## Brief
Pick every line from the data below that contains the string "registry" and copy it.

Collected data:
■ ■ ■
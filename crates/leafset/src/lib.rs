// SPDX-License-Identifier: Apache-2.0
// Copyright © 2025 Au-Zone Technologies. All Rights Reserved.

//! # Leafset
//!
//! Leaf-aware curation of plant disease image corpora. The library turns a
//! folder-per-class image collection (`<plant>___<disease>/<image>`) and a
//! directory of leaf registry tables into a family of ready-to-train dataset
//! configurations.
//!
//! ## Pipeline
//!
//! - **Label extraction**: every class directory is parsed into plant and
//!   disease; see [`labels`].
//! - **Normalization**: single-class plants are dropped, images are joined
//!   with the leaf registry and every distinct leaf receives a deterministic
//!   `leaf_ID`; see [`normalize`].
//! - **Materialization**: each image is decoded and re-encoded as JPEG; see
//!   [`materialize`].
//! - **Fan-out**: one configuration per `(subset, target)` with a Parquet
//!   table, a mapping document and a leaf table; see [`fanout`].
//! - **Reattachment**: externally computed embeddings are joined back onto a
//!   saved metadata table; see [`reattach`].
//!
//! ## Quick Start
//!
//! ```rust,no_run
//! use leafset::{Error, PipelineOptions, run};
//!
//! fn main() -> Result<(), Error> {
//!     let options = PipelineOptions::new("plantvillage/color", "leaf_maps")
//!         .with_output("all_parquet_configs");
//!     let summary = run(&options, |progress| {
//!         println!("{}/{}", progress.current, progress.total);
//!     })?;
//!     println!("Wrote {} configurations", summary.configs.len());
//!     Ok(())
//! }
//! ```

mod error;

pub mod fanout;
pub mod labels;
pub mod materialize;
pub mod normalize;
pub mod pipeline;
pub mod reattach;
pub mod registry;
pub mod table;

pub use crate::{
    error::Error,
    fanout::{ClassLabel, ClassMapping, ConfigArtifacts, FanoutWriter, TargetColumn},
    labels::{ImageRecord, extract_labels},
    materialize::{ImageCodec, JpegCodec, MaterializedRecord, Progress, materialize},
    normalize::{NormalizedRecord, normalize},
    pipeline::{PipelineOptions, PipelineSummary, run, run_with_codec},
    reattach::{ReattachSummary, reattach, reattach_files},
    registry::{LeafRegistry, LeafRegistryEntry, load_leaf_registry},
    table::{TableFormat, read_table, write_table},
};
// SPDX-License-Identifier: Apache-2.0
// Copyright © 2025 Au-Zone Technologies. All Rights Reserved.

//! Embedding reattachment.
//!
//! Joins a saved metadata table (for example a configuration's
//! `leaf_ID,<target>` CSV) with an embedding table produced by an external
//! model from the matching Parquet images. The two tables are aligned by row
//! position only. This is a best-effort join: when the embedding step dropped
//! or reordered rows the result is silently wrong, and the only safeguard is
//! a warning when the row counts differ.
//!
//! Row alignment follows the metadata table: surplus embedding rows are
//! dropped and missing ones are filled with nulls.

use std::path::{Path, PathBuf};

use polars::prelude::*;

use crate::{
    Error,
    table::{TableFormat, read_table, write_table},
};

/// Suffix appended to the embedding table's stem to name the combined table.
pub const COMPLETE_SUFFIX: &str = "-complete";

/// Result of [`reattach_files`].
#[derive(Debug, Clone, PartialEq, Eq)]
pub struct ReattachSummary {
    pub output: PathBuf,
    pub rows: usize,
    pub columns: usize,
}

/// Where the combined table for `metadata` and `embedded` is written.
///
/// The file is named `<embedded-stem>-complete.<ext>`. It is placed next to
/// the inputs when both live in the same directory, otherwise in the working
/// directory.
pub fn output_path(metadata: &Path, embedded: &Path, format: TableFormat) -> Result<PathBuf, Error> {
    let stem = embedded
        .file_stem()
        .and_then(|s| s.to_str())
        .ok_or_else(|| Error::InvalidParameters(format!("{:?} has no file name", embedded)))?;
    let name = format!("{}{}.{}", stem, COMPLETE_SUFFIX, format.extension());

    match (metadata.parent(), embedded.parent()) {
        (Some(meta_dir), Some(embedded_dir)) if meta_dir == embedded_dir => {
            Ok(meta_dir.join(name))
        }
        _ => Ok(PathBuf::from(name)),
    }
}

/// Truncate or null-pad `df` to exactly `height` rows.
pub fn align_rows(df: DataFrame, height: usize) -> Result<DataFrame, Error> {
    if df.height() >= height {
        return Ok(df.slice(0, height));
    }

    let missing = height - df.height();
    let columns = df
        .get_columns()
        .iter()
        .map(|column| {
            let mut series = column.as_materialized_series().clone();
            series.append(&Series::full_null(
                column.name().clone(),
                missing,
                column.dtype(),
            ))?;
            Ok(series.into())
        })
        .collect::<Result<Vec<Column>, Error>>()?;

    Ok(DataFrame::new(columns)?)
}

/// Place the columns of `embedded` next to those of `metadata`, row by row.
pub fn reattach(metadata: &DataFrame, embedded: DataFrame) -> Result<DataFrame, Error> {
    if let Some(name) = embedded
        .get_column_names()
        .into_iter()
        .find(|name| metadata.column(name.as_str()).is_ok())
    {
        return Err(Error::InvalidParameters(format!(
            "column {:?} exists in both tables",
            name.as_str()
        )));
    }

    if metadata.height() != embedded.height() {
        log::warn!(
            "Row count mismatch: metadata has {} rows, embeddings have {}; rows are aligned by position only",
            metadata.height(),
            embedded.height()
        );
    }

    let embedded = align_rows(embedded, metadata.height())?;
    Ok(metadata.hstack(embedded.get_columns())?)
}

/// Read both tables, reattach them and write the combined table.
pub fn reattach_files(
    metadata_path: &Path,
    embedded_path: &Path,
    format: TableFormat,
) -> Result<ReattachSummary, Error> {
    let metadata = read_table(metadata_path)?;
    let embedded = read_table(embedded_path)?;

    let mut combined = reattach(&metadata, embedded)?;
    let output = output_path(metadata_path, embedded_path, format)?;
    write_table(&mut combined, &output, format)?;

    Ok(ReattachSummary {
        output,
        rows: combined.height(),
        columns: combined.width(),
    })
}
■ ■ ■
## Written answer
//! directory of leaf registry tables into a family of ready-to-train dataset
//!   with the leaf registry and every distinct leaf receives a deterministic
pub mod registry;
    registry::{LeafRegistry, LeafRegistryEntry, load_leaf_registry},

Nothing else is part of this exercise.